Dünyada birçok ülkede doktorlar için kutlanan özel günler vardır. Örneğin Amerika Birleşik Devletleri’nde, anestezinin ilk kez bir ameliyatta kullanıldığı 30 Mart 1842 tarihinin yıl dönümü, her yıl Ulusal Doktorlar Günü olarak kutlanmaktadır. Küba’da Sarı Humma konusunda önemli çalışmaları ile bilinen Dr. Carlos Juan Finlay’in doğum tarihi 3 Aralık, İran’da ise İbn-i Sina’nın doğum günü olan 23 Ağustos, Doktorlar Günü olarak kutlanmaktadır.
Bu dönemde, meslek grubu olarak, en ağır fedakarlıkları gösteren, toplumların da hayranlığını ve saygısını kazanan kesim bizler olduk. Pandemi, hekimlerin, tüm sağlık çalışanlarının ölümle hayat arasındaki o sınır çizgisinde, insandan yana eşsiz bir çaba sarf ettiğini gözle görünür kıldı. Bizleri ve eşsiz tıp mesleğini yücelten performansı sağlık çalışanları olarak hep birlikte gösterdik
Bugün hekimliğin saygınlık kaybına uğradığını hocalarımızdan tıbbiye öğrencilerine kadar çoğu kişi ifade ediyor.
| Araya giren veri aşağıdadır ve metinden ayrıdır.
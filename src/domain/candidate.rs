use std::fmt;

#[derive(Debug, Clone, Copy, PartialEq, Eq, Hash)]
pub enum Capability {
    ContentGeneration,
    Translation,
    Transcription,
    VideoSynthesis,
}

impl Capability {
    pub fn as_str(&self) -> &'static str {
        match self {
            Capability::ContentGeneration => "content-generation",
            Capability::Translation => "translation",
            Capability::Transcription => "transcription",
            Capability::VideoSynthesis => "video-synthesis",
        }
    }
}

impl fmt::Display for Capability {
    fn fmt(&self, f: &mut fmt::Formatter<'_>) -> fmt::Result {
        f.write_str(self.as_str())
    }
}

/// One ranked (model, region) option for serving a capability.
#[derive(Debug, Clone, PartialEq, Eq)]
pub struct Candidate {
    pub model_id: String,
    pub region: String,
    pub rank: u8,
}

impl Candidate {
    pub fn new(model_id: impl Into<String>, region: impl Into<String>, rank: u8) -> Self {
        Self {
            model_id: model_id.into(),
            region: region.into(),
            rank,
        }
    }
}

impl fmt::Display for Candidate {
    fn fmt(&self, f: &mut fmt::Formatter<'_>) -> fmt::Result {
        write!(f, "{}@{}", self.model_id, self.region)
    }
}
Fakat unutulmamalı: Tarihi insanlık kadar eski olan tıp ve toplumun halen nadide insanı olan hekim, temelde değer kaybına uğramış olmadığı için bu saygınlık kaybı geçicidir. Hayatla ölüm, hastalıkla sağlık arasında sıkışan bir insan, hekimine ve tıp bilimine gerekli saygıyı gösterecektir.
Gece gündüz demeden çalışan, bu kutsal görevi yerine getiren, insana hizmet onurunu göğsünde taşıyan meslektaşlarımın 14 Mart Tıp Bayramını yürekten kutlarım.